Escola sem Partido é nova versão de valores impostos pela ditadura militar

Escola sem Partido é nova versão de valores impostos pela ditadura militar

Em artigo publicado no Novo Jornal, a senadora Fátima Bezerra (PT-RN) reforça a necessidade de combate ao movimento “Escola sem Partido”. A parlamentar acredita que não seja coincidência o avanço da ofensiva conservadora neste momento, quando o País vê a democracia ameaçada por uma tentativa de golpe de Estado.

“Derrotar o projeto ‘Escola sem partido’ é fundamental para conter a onda conservadora que tenta inundar a nossa sociedade. Não se trata de defender qualquer tipo de doutrinação nas escolas, mas o exercício do livre pensamento e da liberdade de ensino”, diz a senadora.

Veja, abaixo, a íntegra do artigo:

 

A educação como ato de amorFátima Bezerra

Projetos extremamente nocivos à educação brasileira tramitam na Câmara dos Deputados e no Senado Federal. Refiro-me ao PL 7180/2014, ao PL 867/2015 e ao PL 1411/2015, que tramitam na Câmara dos Deputados, mas também ao PLS 193/2016, que tramita no Senado Federal. Todos esses projetos se vinculam à ideologia do movimento “Escola sem partido”, que na verdade defende uma escola com partido único: ultraliberal na economia e ultraconservador no que diz respeito aos direitos humanos.

Trata-se de uma nova versão da educação moral e cívica, através da qual a ditadura civil-militar buscou sustentar seus valores e práticas, esvaziando o conteúdo crítico do currículo brasileiro e censurando o livre exercício do processo de ensino e aprendizagem. Aliás, o fato desta ofensiva conservadora estar sincronizada com o golpe de Estado em curso no Brasil não é mera coincidência. Quando o Estado Democrático de Direito é violentado, as correntes ultraconservadoras adormecidas se sentem à vontade para abandonar seus esconderijos e disputar os rumos da nação.

O projeto “Escola sem partido”, denominado pelos meus colegas professores como “Lei da Mordaça”, é apenas mais um sintoma do avanço do conservadorismo na sociedade brasileira, conservadorismo que é fomentado pela grande mídia empresarial, por um Congresso Nacional hegemonicamente conservador e por um governo ilegítimo, edificado sobre um golpe parlamentar que, se consumado, tende a anular todas as conquistas civilizatórias consagradas na Constituição de 1988.

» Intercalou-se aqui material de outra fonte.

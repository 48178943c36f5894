//! Execution-environment context for the MDC
//!
//! `init_context` fills a fixed set of MDC keys describing where the process
//! runs. Each key is read from the environment variable of the same name,
//! except `PID`, which comes from the process itself.

pub const PID: &str = "PID";
pub const SYSTEM_NAME: &str = "SYSTEM_NAME";
pub const HOST_NAME: &str = "HOST_NAME";
pub const SERVICE_NAME: &str = "SERVICE_NAME";
pub const CONTAINER_NAME: &str = "CONTAINER_NAME";
pub const POD_NAME: &str = "POD_NAME";

/// Keys looked up in the environment, in MDC-key order
pub const ENV_CONTEXT_KEYS: [&str; 5] =
    [SYSTEM_NAME, HOST_NAME, SERVICE_NAME, CONTAINER_NAME, POD_NAME];

/// Build the context entries using `lookup` for environment values.
///
/// Absent sources become empty strings.
pub fn collect_context<F>(lookup: F) -> Vec<(String, String)>
where
    F: Fn(&str) -> Option<String>,
{
    let mut entries = Vec::with_capacity(ENV_CONTEXT_KEYS.len() + 1);
    entries.push((PID.to_string(), std::process::id().to_string()));
    for key in ENV_CONTEXT_KEYS {
        entries.push((key.to_string(), lookup(key).unwrap_or_default()));
    }
    entries
}

/// Environment lookup against the process environment
pub fn process_env(key: &str) -> Option<String> {
    std::env::var(key).ok()
}

/// Name the process was invoked with (`argv[0]`), or an empty string
///
/// Bytes that are not valid UTF-8 are replaced rather than rejected.
pub fn invocation_name() -> String {
    std::env::args_os()
        .next()
        .map(|name| name.to_string_lossy().into_owned())
        .unwrap_or_default()
}
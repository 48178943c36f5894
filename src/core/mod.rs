//! Core logger types and traits

pub mod config_watcher;
pub mod context;
pub mod error;
pub mod log_level;
pub mod log_record;
pub mod logger;
pub mod mdc;
pub mod metrics;
pub mod sink;
pub mod timestamp;

pub use config_watcher::{parse_log_level, ConfigWatcher, WatchConfig, CONFIG_FILE_ENV};
pub use error::{LoggerError, Result};
pub use log_level::Level;
pub use log_record::LogRecord;
pub use logger::{Logger, LoggerBuilder};
pub use mdc::{Mdc, MdcSnapshot};
pub use metrics::LoggerMetrics;
pub use sink::Sink;
pub use timestamp::{epoch_millis, Clock, FixedClock, SystemClock};
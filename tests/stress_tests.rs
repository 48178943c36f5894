//! Stress tests for concurrent use of a single logger
//!
//! These tests verify:
//! - Concurrent emission never produces torn or interleaved lines
//! - Level changes racing with emission are observed atomically
//! - MDC mutation racing with emission yields consistent snapshots
//! - The config watcher can update the level while other threads log

use mdc_logger::prelude::*;
use std::fs;
use std::sync::atomic::{AtomicBool, Ordering};
use std::sync::Arc;
use std::thread;
use std::time::Duration;
use tempfile::TempDir;

const THREADS: usize = 8;
const MESSAGES_PER_THREAD: usize = 500;

fn shared_logger(level: Level) -> (Arc<Logger>, Arc<MemorySink>) {
    let sink = Arc::new(MemorySink::new());
    let logger = Arc::new(
        Logger::builder()
            .name("stress")
            .level(level)
            .sink(sink.clone())
            .build(),
    );
    (logger, sink)
}

/// Every line written concurrently is a complete record
#[test]
fn test_concurrent_emission_lines_are_whole() {
    let (logger, sink) = shared_logger(Level::Debug);

    let handles: Vec<_> = (0..THREADS)
        .map(|t| {
            let logger = Arc::clone(&logger);
            thread::spawn(move || {
                for i in 0..MESSAGES_PER_THREAD {
                    logger.info(format!("thread {} message {} \"quoted\"\n", t, i));
                }
            })
        })
        .collect();

    for handle in handles {
        handle.join().expect("logging thread panicked");
    }

    let lines = sink.lines();
    assert_eq!(lines.len(), THREADS * MESSAGES_PER_THREAD);
    for line in &lines {
        LogRecord::from_json(line).expect("torn or invalid line");
    }
    assert_eq!(
        logger.metrics().total_written(),
        (THREADS * MESSAGES_PER_THREAD) as u64
    );
}

/// A record is either filtered or written with the level it was logged at
#[test]
fn test_level_changes_during_emission() {
    let (logger, sink) = shared_logger(Level::Error);
    let running = Arc::new(AtomicBool::new(true));

    let toggler = {
        let logger = Arc::clone(&logger);
        let running = Arc::clone(&running);
        thread::spawn(move || {
            let mut i = 0usize;
            while running.load(Ordering::Relaxed) {
                logger.set_level(Level::ALL[i % Level::ALL.len()]);
                i += 1;
            }
        })
    };

    let emitters: Vec<_> = (0..THREADS)
        .map(|_| {
            let logger = Arc::clone(&logger);
            thread::spawn(move || {
                for i in 0..MESSAGES_PER_THREAD {
                    logger.log(Level::ALL[i % Level::ALL.len()], "racing");
                }
            })
        })
        .collect();

    for handle in emitters {
        handle.join().expect("logging thread panicked");
    }
    running.store(false, Ordering::Relaxed);
    toggler.join().expect("toggler panicked");

    let written = sink.len() as u64;
    let filtered = logger.metrics().filtered_count();
    assert_eq!(written + filtered, (THREADS * MESSAGES_PER_THREAD) as u64);
    for record in sink.records() {
        assert_eq!(record.msg, "racing");
    }
}

/// Snapshots reflect a state the MDC actually had
#[test]
fn test_mdc_mutation_during_emission() {
    let (logger, sink) = shared_logger(Level::Debug);
    let running = Arc::new(AtomicBool::new(true));

    // The mutator keeps "a" and "b" equal except between its two adds;
    // a snapshot therefore holds (n, n) or (n+1, n), never anything else.
    let mutator = {
        let logger = Arc::clone(&logger);
        let running = Arc::clone(&running);
        thread::spawn(move || {
            let mut n = 0u64;
            while running.load(Ordering::Relaxed) {
                n += 1;
                logger.add_mdc("a", n.to_string());
                logger.add_mdc("b", n.to_string());
                if n % 100 == 0 {
                    logger.clean_mdc();
                }
            }
        })
    };

    let emitters: Vec<_> = (0..4)
        .map(|_| {
            let logger = Arc::clone(&logger);
            thread::spawn(move || {
                for _ in 0..MESSAGES_PER_THREAD {
                    logger.debug("snapshot");
                }
            })
        })
        .collect();

    for handle in emitters {
        handle.join().expect("logging thread panicked");
    }
    running.store(false, Ordering::Relaxed);
    mutator.join().expect("mutator panicked");

    for record in sink.records() {
        let a: Option<u64> = record.mdc.get("a").map(|v| v.parse().unwrap());
        let b: Option<u64> = record.mdc.get("b").map(|v| v.parse().unwrap());
        match (a, b) {
            (Some(a), Some(b)) => assert!(a == b || a == b + 1, "torn snapshot {} {}", a, b),
            (Some(_), None) | (None, None) => {}
            (None, Some(b)) => panic!("b={} present without a", b),
        }
    }
}

/// The watcher reloads while other threads keep logging
#[test]
fn test_watcher_updates_while_logging() {
    let temp_dir = TempDir::new().expect("Failed to create temp dir");
    let config_file = temp_dir.path().join("log");
    fs::write(&config_file, "log-level: error\n").expect("Failed to write config");

    let sink = Arc::new(MemorySink::new());
    let logger = Arc::new(
        Logger::builder()
            .name("watched")
            .sink(sink.clone())
            .watch_file(&config_file)
            .build(),
    );
    logger
        .register_config_watch()
        .expect("Failed to start config watch");

    let running = Arc::new(AtomicBool::new(true));
    let emitters: Vec<_> = (0..4)
        .map(|_| {
            let logger = Arc::clone(&logger);
            let running = Arc::clone(&running);
            thread::spawn(move || {
                while running.load(Ordering::Relaxed) {
                    logger.debug("debug while watching");
                    thread::sleep(Duration::from_millis(1));
                }
            })
        })
        .collect();

    fs::write(&config_file, "log-level: debug\n").expect("Failed to write config");

    let mut reloaded = false;
    for _ in 0..250 {
        if logger.get_level() == Level::Debug {
            reloaded = true;
            break;
        }
        thread::sleep(Duration::from_millis(20));
    }

    // Give emitters a moment at the new level
    thread::sleep(Duration::from_millis(50));
    running.store(false, Ordering::Relaxed);
    for handle in emitters {
        handle.join().expect("logging thread panicked");
    }

    assert!(reloaded, "watcher did not apply the new level");
    assert!(!sink.is_empty());
    assert!(logger.metrics().config_reloads() >= 2);
}
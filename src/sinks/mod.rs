//! Sink implementations

pub mod console;
pub mod file;
pub mod memory;

pub use console::ConsoleSink;
pub use file::FileSink;
pub use memory::MemorySink;

pub use crate::core::Sink;
//! File logging example
//!
//! Demonstrates writing newline-delimited JSON records to a file.
//!
//! Run with: cargo run --example file_logging

use mdc_logger::prelude::*;
use std::sync::Arc;

fn main() -> Result<()> {
    println!("=== MDC Logger - File Logging Example ===\n");

    let logger = Logger::builder()
        .name("file-logging")
        .level(Level::Info)
        .sink(Arc::new(FileSink::new("application.jsonl")?))
        .build();

    logger.add_mdc("SERVICE_NAME", "demo");
    logger.info("Application started");
    logger.debug("Loading configuration... (filtered)");
    logger.warning("Using default settings for some options");

    for i in 1..=5 {
        logger.add_mdc("item", i.to_string());
        logger.info(format!("Processing item {}/5", i));
    }
    logger.remove_mdc("item");

    logger.error("Failed to load optional plugin");

    println!("Records written: {}", logger.metrics().total_written());
    println!("Records filtered: {}", logger.metrics().filtered_count());
    println!("\nCheck 'application.jsonl' for the output");

    Ok(())
}
//! Log record and its JSON line encoding

use super::error::Result;
use super::log_level::Level;
use super::mdc::MdcSnapshot;
use serde::{Deserialize, Serialize};

/// One emitted record.
///
/// Serializes to a single-line JSON object with exactly the fields `ts`,
/// `crit`, `id`, `msg` and `mdc`. The message is stored unescaped; escaping
/// happens only in [`LogRecord::to_json`], so parsing the line back recovers
/// the original text.
#[derive(Debug, Clone, PartialEq, Eq, Serialize, Deserialize)]
pub struct LogRecord {
    /// Milliseconds since the Unix epoch
    pub ts: i64,
    pub crit: Level,
    pub id: String,
    pub msg: String,
    pub mdc: MdcSnapshot,
}

impl LogRecord {
    pub fn new(
        ts: i64,
        crit: Level,
        id: impl Into<String>,
        msg: impl Into<String>,
        mdc: MdcSnapshot,
    ) -> Self {
        Self {
            ts,
            crit,
            id: id.into(),
            msg: msg.into(),
            mdc,
        }
    }

    /// Encode as one line of JSON, without a trailing newline
    pub fn to_json(&self) -> Result<String> {
        Ok(serde_json::to_string(self)?)
    }

    /// Parse a line previously produced by [`LogRecord::to_json`]
    pub fn from_json(line: &str) -> Result<Self> {
        Ok(serde_json::from_str(line)?)
    }
}
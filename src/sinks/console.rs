//! Console sink implementation

use crate::core::{Result, Sink};
use std::io::Write;

/// Writes each line to stdout while holding the stdout lock
#[derive(Debug, Default)]
pub struct ConsoleSink;

impl ConsoleSink {
    pub fn new() -> Self {
        Self
    }
}

impl Sink for ConsoleSink {
    fn write(&self, line: &str) -> Result<()> {
        let stdout = std::io::stdout();
        let mut handle = stdout.lock();
        writeln!(handle, "{}", line)?;
        handle.flush()?;
        Ok(())
    }

    fn name(&self) -> &str {
        "console"
    }
}
//! Logging macros for ergonomic log message formatting.
//!
//! These macros provide a convenient interface for logging with automatic
//! string formatting, similar to `println!` and `format!`. The message is
//! formatted even when the level filters it out; guard expensive arguments
//! with [`Logger::is_enabled`](crate::Logger::is_enabled).
//!
//! # Examples
//!
//! ```
//! use mdc_logger::prelude::*;
//! use mdc_logger::info;
//!
//! let logger = Logger::builder().level(Level::Info).build();
//!
//! // Basic logging
//! info!(logger, "Server started");
//!
//! // With format arguments
//! let port = 8080;
//! info!(logger, "Server listening on port {}", port);
//! ```

/// Log a message with automatic formatting.
///
/// # Examples
///
/// ```
/// # use mdc_logger::prelude::*;
/// # let logger = Logger::new();
/// use mdc_logger::log;
/// log!(logger, Level::Info, "Simple message");
/// log!(logger, Level::Error, "Error code: {}", 500);
/// ```
#[macro_export]
macro_rules! log {
    ($logger:expr, $level:expr, $($arg:tt)+) => {
        $logger.log($level, format!($($arg)+))
    };
}

/// Log a debug-level message.
#[macro_export]
macro_rules! debug {
    ($logger:expr, $($arg:tt)+) => {
        $crate::log!($logger, $crate::Level::Debug, $($arg)+)
    };
}

/// Log an info-level message.
#[macro_export]
macro_rules! info {
    ($logger:expr, $($arg:tt)+) => {
        $crate::log!($logger, $crate::Level::Info, $($arg)+)
    };
}

/// Log a warning-level message.
///
/// # Examples
///
/// ```
/// # use mdc_logger::prelude::*;
/// # let logger = Logger::new();
/// use mdc_logger::warning;
/// warning!(logger, "Low disk space");
/// warning!(logger, "Retry attempt {} of {}", 3, 5);
/// ```
#[macro_export]
macro_rules! warning {
    ($logger:expr, $($arg:tt)+) => {
        $crate::log!($logger, $crate::Level::Warning, $($arg)+)
    };
}

/// Log an error-level message.
#[macro_export]
macro_rules! error {
    ($logger:expr, $($arg:tt)+) => {
        $crate::log!($logger, $crate::Level::Error, $($arg)+)
    };
}
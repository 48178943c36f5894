//! In-memory sink

use crate::core::{LogRecord, Result, Sink};
use parking_lot::Mutex;

/// Collects lines in memory, in emission order.
///
/// Useful for asserting on output in tests and for embedding the logger
/// where records are forwarded elsewhere in batches.
#[derive(Debug, Default)]
pub struct MemorySink {
    lines: Mutex<Vec<String>>,
}

impl MemorySink {
    pub fn new() -> Self {
        Self {
            lines: Mutex::new(Vec::new()),
        }
    }

    pub fn lines(&self) -> Vec<String> {
        self.lines.lock().clone()
    }

    /// Parse every captured line; lines that are not records are skipped
    pub fn records(&self) -> Vec<LogRecord> {
        self.lines
            .lock()
            .iter()
            .filter_map(|line| LogRecord::from_json(line).ok())
            .collect()
    }

    pub fn len(&self) -> usize {
        self.lines.lock().len()
    }

    pub fn is_empty(&self) -> bool {
        self.lines.lock().is_empty()
    }

    /// Remove and return the captured lines
    pub fn take(&self) -> Vec<String> {
        std::mem::take(&mut *self.lines.lock())
    }

    pub fn clear(&self) {
        self.lines.lock().clear();
    }
}

impl Sink for MemorySink {
    fn write(&self, line: &str) -> Result<()> {
        self.lines.lock().push(line.to_string());
        Ok(())
    }

    fn name(&self) -> &str {
        "memory"
    }
}
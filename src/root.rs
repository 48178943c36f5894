//! Process-wide root logger and module-level API
//!
//! The root logger is created on first use of any function in this module,
//! identified by the process invocation name, and lives for the rest of the
//! process. Explicitly constructed [`Logger`]s are independent of it: they
//! have their own level and MDC.

use crate::core::{Level, Logger};
use std::sync::OnceLock;

static ROOT_LOGGER: OnceLock<Logger> = OnceLock::new();

/// The process-wide logger, created on first call
pub fn root_logger() -> &'static Logger {
    ROOT_LOGGER.get_or_init(Logger::new)
}

pub fn log(level: Level, message: impl Into<String>) {
    root_logger().log(level, message);
}

pub fn debug(message: impl Into<String>) {
    root_logger().debug(message);
}

pub fn info(message: impl Into<String>) {
    root_logger().info(message);
}

pub fn warning(message: impl Into<String>) {
    root_logger().warning(message);
}

pub fn error(message: impl Into<String>) {
    root_logger().error(message);
}

pub fn set_level(level: Level) {
    root_logger().set_level(level);
}

pub fn get_level() -> Level {
    root_logger().get_level()
}

pub fn add_mdc(key: impl Into<String>, value: impl Into<String>) {
    root_logger().add_mdc(key, value);
}

pub fn get_mdc(key: &str) -> Option<String> {
    root_logger().get_mdc(key)
}

pub fn remove_mdc(key: &str) {
    root_logger().remove_mdc(key);
}

pub fn clean_mdc() {
    root_logger().clean_mdc();
}

/// See [`Logger::init_context`]
pub fn init_context(enable_dynamic_reconfig: bool) {
    root_logger().init_context(enable_dynamic_reconfig);
}
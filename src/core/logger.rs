//! Main logger implementation

use super::{
    config_watcher::{apply_severity_text, ConfigWatcher, WatchConfig},
    context::{collect_context, invocation_name, process_env},
    error::{LoggerError, Result},
    log_level::Level,
    log_record::LogRecord,
    mdc::{Mdc, MdcSnapshot},
    metrics::LoggerMetrics,
    sink::Sink,
    timestamp::{epoch_millis, Clock, SystemClock},
};
use crate::sinks::ConsoleSink;
use parking_lot::{Mutex, RwLock};
use std::sync::Arc;

/// A named JSON logger with its own level and mapped diagnostic context.
///
/// Every method takes `&self`; the level and the MDC are synchronized
/// internally, so a logger can be shared across threads and updated by its
/// config watcher while other threads emit.
///
/// # Example
///
/// ```
/// use mdc_logger::prelude::*;
/// use std::sync::Arc;
///
/// let sink = Arc::new(MemorySink::new());
/// let logger = Logger::builder()
///     .name("billing")
///     .level(Level::Info)
///     .sink(sink.clone())
///     .build();
///
/// logger.add_mdc("tenant", "acme");
/// logger.debug("filtered out");
/// logger.info("invoice sent");
///
/// let records = sink.records();
/// assert_eq!(records.len(), 1);
/// assert_eq!(records[0].id, "billing");
/// assert_eq!(records[0].mdc["tenant"], "acme");
/// ```
pub struct Logger {
    id: String,
    level: Arc<RwLock<Level>>,
    mdc: Mdc,
    sink: RwLock<Arc<dyn Sink>>,
    clock: Arc<dyn Clock>,
    watch_config: RwLock<Option<WatchConfig>>,
    watcher: Mutex<Option<ConfigWatcher>>,
    /// Metrics for observability (written, filtered, sink failures, reloads)
    metrics: Arc<LoggerMetrics>,
}

impl Logger {
    /// Logger identified by the process invocation name, writing to stdout
    #[must_use]
    pub fn new() -> Self {
        Self::builder().build()
    }

    /// Logger with an explicit identity, writing to stdout
    #[must_use]
    pub fn named(name: impl Into<String>) -> Self {
        Self::builder().name(name).build()
    }

    pub fn id(&self) -> &str {
        &self.id
    }

    pub fn get_level(&self) -> Level {
        *self.level.read()
    }

    pub fn set_level(&self, level: Level) {
        *self.level.write() = level;
    }

    /// Set the level from its numeric value; values off the scale are ignored
    pub fn set_level_value(&self, value: i32) {
        if let Ok(level) = Level::try_from(value) {
            self.set_level(level);
        }
    }

    /// Apply a severity word (`error`, `warning`, `info`, `debug`, any case).
    ///
    /// Returns the level applied, or `None` if the text was not recognized,
    /// in which case the level is unchanged.
    pub fn update_level_from_text(&self, text: &str) -> Option<Level> {
        apply_severity_text(&self.level, text)
    }

    #[inline]
    pub fn is_enabled(&self, level: Level) -> bool {
        level.is_enabled(self.get_level())
    }

    pub fn log(&self, level: Level, message: impl Into<String>) {
        if !self.is_enabled(level) {
            self.metrics.record_filtered();
            return;
        }

        let record = LogRecord::new(
            epoch_millis(&self.clock.now()),
            level,
            self.id.as_str(),
            message,
            self.mdc.snapshot(),
        );

        match record.to_json() {
            Ok(line) => self.write_line(&line),
            Err(e) => eprintln!("[LOGGER ERROR] Failed to encode log record: {}", e),
        }
    }

    /// Hand one line to the sink with panic isolation
    ///
    /// No logger lock is held during the write, so a failing or panicking
    /// sink cannot leave the level or the MDC poisoned.
    fn write_line(&self, line: &str) {
        let sink = Arc::clone(&*self.sink.read());

        let write_result =
            std::panic::catch_unwind(std::panic::AssertUnwindSafe(|| sink.write(line)));

        match write_result {
            Ok(Ok(())) => {
                self.metrics.record_written();
            }
            Ok(Err(e)) => {
                eprintln!("[LOGGER ERROR] Sink '{}' failed: {}", sink.name(), e);
                self.metrics.record_sink_failure();
            }
            Err(panic_info) => {
                let panic_msg = if let Some(s) = panic_info.downcast_ref::<&str>() {
                    s.to_string()
                } else if let Some(s) = panic_info.downcast_ref::<String>() {
                    s.clone()
                } else {
                    "Unknown panic".to_string()
                };
                eprintln!(
                    "[LOGGER CRITICAL] Sink '{}' panicked: {}. Logger state is unaffected.",
                    sink.name(),
                    panic_msg
                );
                self.metrics.record_sink_failure();
            }
        }
    }

    #[inline]
    pub fn debug(&self, message: impl Into<String>) {
        self.log(Level::Debug, message);
    }

    #[inline]
    pub fn info(&self, message: impl Into<String>) {
        self.log(Level::Info, message);
    }

    #[inline]
    pub fn warning(&self, message: impl Into<String>) {
        self.log(Level::Warning, message);
    }

    #[inline]
    pub fn error(&self, message: impl Into<String>) {
        self.log(Level::Error, message);
    }

    pub fn add_mdc(&self, key: impl Into<String>, value: impl Into<String>) {
        self.mdc.add(key, value);
    }

    pub fn get_mdc(&self, key: &str) -> Option<String> {
        self.mdc.get(key)
    }

    pub fn remove_mdc(&self, key: &str) {
        self.mdc.remove(key);
    }

    pub fn clean_mdc(&self) {
        self.mdc.clear();
    }

    /// Copy of the current MDC entries
    pub fn mdc_snapshot(&self) -> MdcSnapshot {
        self.mdc.snapshot()
    }

    /// Populate the environment context keys from the process environment.
    ///
    /// With `enable_dynamic_reconfig`, also starts the config watcher. When no
    /// watch file was configured, `CONFIG_MAP_NAME` names it. A watcher that
    /// cannot start is reported on stderr and leaves the logger usable.
    pub fn init_context(&self, enable_dynamic_reconfig: bool) {
        self.init_context_with(process_env, enable_dynamic_reconfig);
    }

    /// [`Logger::init_context`] with an explicit environment lookup
    pub fn init_context_with<F>(&self, lookup: F, enable_dynamic_reconfig: bool)
    where
        F: Fn(&str) -> Option<String>,
    {
        self.mdc.extend(collect_context(&lookup));

        if !enable_dynamic_reconfig {
            return;
        }

        {
            let mut watch_config = self.watch_config.write();
            if watch_config.is_none() {
                *watch_config = WatchConfig::from_lookup(&lookup);
            }
        }

        if let Err(e) = self.register_config_watch() {
            eprintln!(
                "[LOGGER WARNING] Dynamic log level disabled for '{}': {}",
                self.id, e
            );
        }
    }

    pub fn set_watch_config(&self, config: WatchConfig) {
        *self.watch_config.write() = Some(config);
    }

    pub fn watch_config(&self) -> Option<WatchConfig> {
        self.watch_config.read().clone()
    }

    /// Start following the configured file; a no-op while already watching
    pub fn register_config_watch(&self) -> Result<()> {
        let mut watcher = self.watcher.lock();
        if watcher.as_ref().is_some_and(ConfigWatcher::is_running) {
            return Ok(());
        }

        let config = self
            .watch_config()
            .ok_or_else(|| LoggerError::watch_not_configured(self.id.as_str()))?;

        *watcher = Some(ConfigWatcher::start(
            config,
            Arc::clone(&self.level),
            Arc::clone(&self.metrics),
        )?);
        Ok(())
    }

    /// Stop the config watcher, if any, releasing its subscription
    pub fn stop_config_watch(&self) {
        if let Some(mut watcher) = self.watcher.lock().take() {
            watcher.stop();
        }
    }

    pub fn is_watching(&self) -> bool {
        self.watcher
            .lock()
            .as_ref()
            .is_some_and(ConfigWatcher::is_running)
    }

    /// Replace the sink used by subsequent emissions
    pub fn set_sink(&self, sink: Arc<dyn Sink>) {
        *self.sink.write() = sink;
    }

    pub fn sink(&self) -> Arc<dyn Sink> {
        Arc::clone(&*self.sink.read())
    }

    /// Get the logger metrics for detailed observability
    ///
    /// # Example
    ///
    /// ```
    /// use mdc_logger::prelude::*;
    /// use std::sync::Arc;
    ///
    /// let logger = Logger::builder().sink(Arc::new(MemorySink::new())).build();
    /// logger.debug("below the default level");
    /// logger.error("written");
    ///
    /// assert_eq!(logger.metrics().filtered_count(), 1);
    /// assert_eq!(logger.metrics().total_written(), 1);
    /// ```
    pub fn metrics(&self) -> &LoggerMetrics {
        &self.metrics
    }
}

impl Default for Logger {
    fn default() -> Self {
        Self::new()
    }
}

impl Drop for Logger {
    fn drop(&mut self) {
        self.stop_config_watch();
    }
}

/// Builder for constructing Logger with a fluent API
///
/// # Example
/// ```
/// use mdc_logger::prelude::*;
///
/// let logger = Logger::builder()
///     .name("gateway")
///     .level(Level::Warning)
///     .sink(std::sync::Arc::new(ConsoleSink::new()))
///     .build();
///
/// assert_eq!(logger.id(), "gateway");
/// assert_eq!(logger.get_level(), Level::Warning);
/// ```
pub struct LoggerBuilder {
    name: Option<String>,
    level: Level,
    sink: Option<Arc<dyn Sink>>,
    clock: Option<Arc<dyn Clock>>,
    watch_config: Option<WatchConfig>,
}

impl LoggerBuilder {
    /// Create a new builder with default values
    pub fn new() -> Self {
        Self {
            name: None,
            level: Level::default(),
            sink: None,
            clock: None,
            watch_config: None,
        }
    }

    /// Set the identity written to the `id` field
    ///
    /// Defaults to the process invocation name.
    #[must_use = "builder methods return a new value"]
    pub fn name(mut self, name: impl Into<String>) -> Self {
        self.name = Some(name.into());
        self
    }

    /// Set the initial level (default `Error`)
    #[must_use = "builder methods return a new value"]
    pub fn level(mut self, level: Level) -> Self {
        self.level = level;
        self
    }

    /// Set the sink (default stdout)
    #[must_use = "builder methods return a new value"]
    pub fn sink(mut self, sink: Arc<dyn Sink>) -> Self {
        self.sink = Some(sink);
        self
    }

    /// Set the clock used for record timestamps
    #[must_use = "builder methods return a new value"]
    pub fn clock(mut self, clock: Arc<dyn Clock>) -> Self {
        self.clock = Some(clock);
        self
    }

    /// Configure the file the level is reloaded from
    ///
    /// The watch only starts with [`Logger::register_config_watch`] or
    /// [`Logger::init_context`].
    #[must_use = "builder methods return a new value"]
    pub fn watch_file(mut self, file: impl Into<std::path::PathBuf>) -> Self {
        self.watch_config = Some(WatchConfig::new(file));
        self
    }

    #[must_use = "builder methods return a new value"]
    pub fn watch_config(mut self, config: WatchConfig) -> Self {
        self.watch_config = Some(config);
        self
    }

    /// Build the Logger
    pub fn build(self) -> Logger {
        Logger {
            id: self.name.unwrap_or_else(invocation_name),
            level: Arc::new(RwLock::new(self.level)),
            mdc: Mdc::new(),
            sink: RwLock::new(
                self.sink
                    .unwrap_or_else(|| Arc::new(ConsoleSink::new()) as Arc<dyn Sink>),
            ),
            clock: self
                .clock
                .unwrap_or_else(|| Arc::new(SystemClock) as Arc<dyn Clock>),
            watch_config: RwLock::new(self.watch_config),
            watcher: Mutex::new(None),
            metrics: Arc::new(LoggerMetrics::new()),
        }
    }
}

impl Default for LoggerBuilder {
    fn default() -> Self {
        Self::new()
    }
}

impl Logger {
    /// Create a builder for Logger
    #[must_use]
    pub fn builder() -> LoggerBuilder {
        LoggerBuilder::new()
    }
}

Não é por acaso que estamos testemunhando atentados contra as sedes de partidos progressistas; agressões físicas contra militantes de esquerda; violência arbitrária e gratuita contra gays, lésbicas, travestis, bissexuais e transexuais; estupros coletivos; militarização das escolas; criminalização geral e irrestrita da política.

Derrotar o projeto “Escola sem partido” é fundamental para conter a onda conservadora que tenta inundar a nossa sociedade. Não se trata de defender qualquer tipo de doutrinação nas escolas, mas o exercício do livre pensamento e da liberdade de ensino, consagrada no artigo 206 da Constituição Federal e no artigo 3° da Lei de Diretrizes e Bases da Educação. Não se trata de defender uma suposta ideologia de gênero, mas de educar para a cidadania, para o respeito às mais diversas identidades de gênero e orientações sexuais. Não se trata de defender a partidarização do currículo, mas de promover a formação de sujeitos críticos, capazes de se posicionar diante da realidade que os cerca.

Juristas como Lenio Streck, Nina Beatriz Ranieri, Daniel Sarmento, Pedro Estevam Serrano e Marcus Vinícius Furtado Coêlho já se posicionaram contra a proposta. Para Furtado Coêlho, além de se tratar de um projeto inconstitucional, seria “desumano exigir que o professor seja um autômato dentro da sala de aula”.

Já o professor Leandro Karnal (UNICAMP) considera que “a demonização da política é a pior herança da ditadura militar, que além de matar seres humanos, ainda provocou na educação um dano que vai se arrastar por mais algumas décadas”.

 

Estamos em pleno século XXI, mas parece que retornamos ao século XIX, pois ainda há quem defenda jornada de trabalho de 80h semanais, escola sem pluralismo e governo sem voto. Em homenagem ao legado de Paulo Freire, Anísio Teixeira e Darcy Ribeiro, lutaremos com todo nosso empenho em defesa da pedagogia da autonomia, da liberdade de ensino e da educação como ato de amor.